//! Decoding and normalizing curl's write-out report.
//!
//! curl changed how `%{time_*}` values are reported in 7.61.0 without changing
//! the variable names: older versions print fractional seconds, newer builds
//! may print integral microseconds. Each cumulative field is therefore
//! classified by its JSON representation before it is converted, and anything
//! that is not a number is rejected.

use serde::Serialize;
use serde_json::{Map, Value};

use crate::error::HttpstatError;

/// The seven cumulative timestamps curl reports, in request order.
///
/// Every value is measured from the start of the request. Serialized names
/// match curl's write-out variables.
#[derive(Debug, Clone, Copy, PartialEq, Serialize)]
pub struct Cumulative<T> {
    #[serde(rename = "time_namelookup")]
    pub namelookup: T,
    #[serde(rename = "time_connect")]
    pub connect: T,
    #[serde(rename = "time_appconnect")]
    pub appconnect: T,
    #[serde(rename = "time_pretransfer")]
    pub pretransfer: T,
    #[serde(rename = "time_redirect")]
    pub redirect: T,
    #[serde(rename = "time_starttransfer")]
    pub starttransfer: T,
    #[serde(rename = "time_total")]
    pub total: T,
}

impl<T> Cumulative<T> {
    pub fn map<U>(self, mut f: impl FnMut(T) -> U) -> Cumulative<U> {
        Cumulative {
            namelookup: f(self.namelookup),
            connect: f(self.connect),
            appconnect: f(self.appconnect),
            pretransfer: f(self.pretransfer),
            redirect: f(self.redirect),
            starttransfer: f(self.starttransfer),
            total: f(self.total),
        }
    }
}

/// Non-timing fields of the report. Passed through without conversion.
#[derive(Debug, Clone, Default, PartialEq, Serialize)]
pub struct TransferInfo {
    /// Bytes per second
    pub speed_download: Option<f64>,
    /// Bytes per second
    pub speed_upload: Option<f64>,
    pub remote_ip: Option<String>,
    pub remote_port: Option<String>,
    pub local_ip: Option<String>,
    pub local_port: Option<String>,
}

/// A cumulative timing value as curl encoded it.
#[derive(Debug, Clone, Copy, PartialEq)]
pub enum RawTime {
    /// Fractional seconds (curl before 7.61.0)
    LegacySeconds(f64),
    /// Integral microseconds (curl 7.61.0 and later)
    Micros(i64),
}

impl RawTime {
    /// Classify the raw JSON value of cumulative field `field`.
    ///
    /// `None` means the field was absent from the report.
    pub fn classify(field: &'static str, value: Option<&Value>) -> Result<Self, HttpstatError> {
        let invalid = |found: &'static str| HttpstatError::InvalidMetricType { field, found };

        let Some(value) = value else {
            return Err(invalid("missing"));
        };
        let Value::Number(number) = value else {
            return Err(invalid(json_type(value)));
        };

        if let Some(micros) = number.as_i64() {
            Ok(RawTime::Micros(micros))
        } else if let Some(micros) = number.as_u64() {
            Ok(RawTime::Micros(i64::try_from(micros).unwrap_or(i64::MAX)))
        } else if let Some(seconds) = number.as_f64() {
            Ok(RawTime::LegacySeconds(seconds))
        } else {
            Err(invalid("number"))
        }
    }

    /// Whole milliseconds, truncated toward zero.
    pub fn to_millis(self) -> i64 {
        match self {
            RawTime::LegacySeconds(seconds) => (seconds * 1000.0).trunc() as i64,
            RawTime::Micros(micros) => micros / 1000,
        }
    }
}

/// curl's report with every cumulative field classified.
#[derive(Debug, Clone, PartialEq)]
pub struct TimingReport {
    pub times: Cumulative<RawTime>,
    pub transfer: TransferInfo,
}

/// A report with every cumulative field in milliseconds.
#[derive(Debug, Clone, PartialEq, Serialize)]
pub struct NormalizedTiming {
    #[serde(flatten)]
    pub times: Cumulative<i64>,
    #[serde(flatten)]
    pub transfer: TransferInfo,
}

impl TimingReport {
    /// Decode the JSON object curl printed for the write-out format.
    ///
    /// Fails closed: every cumulative field must be present and numeric.
    pub fn decode(object: &Map<String, Value>) -> Result<Self, HttpstatError> {
        let time = |field: &'static str| RawTime::classify(field, object.get(field));

        let times = Cumulative {
            namelookup: time("time_namelookup")?,
            connect: time("time_connect")?,
            appconnect: time("time_appconnect")?,
            pretransfer: time("time_pretransfer")?,
            redirect: time("time_redirect")?,
            starttransfer: time("time_starttransfer")?,
            total: time("time_total")?,
        };

        let transfer = TransferInfo {
            speed_download: object.get("speed_download").and_then(Value::as_f64),
            speed_upload: object.get("speed_upload").and_then(Value::as_f64),
            remote_ip: text_field(object, "remote_ip"),
            remote_port: text_field(object, "remote_port"),
            local_ip: text_field(object, "local_ip"),
            local_port: text_field(object, "local_port"),
        };

        Ok(Self { times, transfer })
    }

    pub fn normalize(&self) -> NormalizedTiming {
        NormalizedTiming {
            times: self.times.map(RawTime::to_millis),
            transfer: self.transfer.clone(),
        }
    }
}

fn text_field(object: &Map<String, Value>, key: &str) -> Option<String> {
    match object.get(key)? {
        Value::String(text) => Some(text.clone()),
        Value::Number(number) => Some(number.to_string()),
        _ => None,
    }
}

fn json_type(value: &Value) -> &'static str {
    match value {
        Value::Null => "null",
        Value::Bool(_) => "bool",
        Value::Number(_) => "number",
        Value::String(_) => "string",
        Value::Array(_) => "array",
        Value::Object(_) => "object",
    }
}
========================================
> **Problem details**
Within the data above, pick out all lines holding the word "derive".

> **Response for this exercise**
#[derive(Debug, Clone, Copy, PartialEq, Serialize)]
#[derive(Debug, Clone, Default, PartialEq, Serialize)]
#[derive(Debug, Clone, Copy, PartialEq)]
#[derive(Debug, Clone, PartialEq)]
#[derive(Debug, Clone, PartialEq, Serialize)]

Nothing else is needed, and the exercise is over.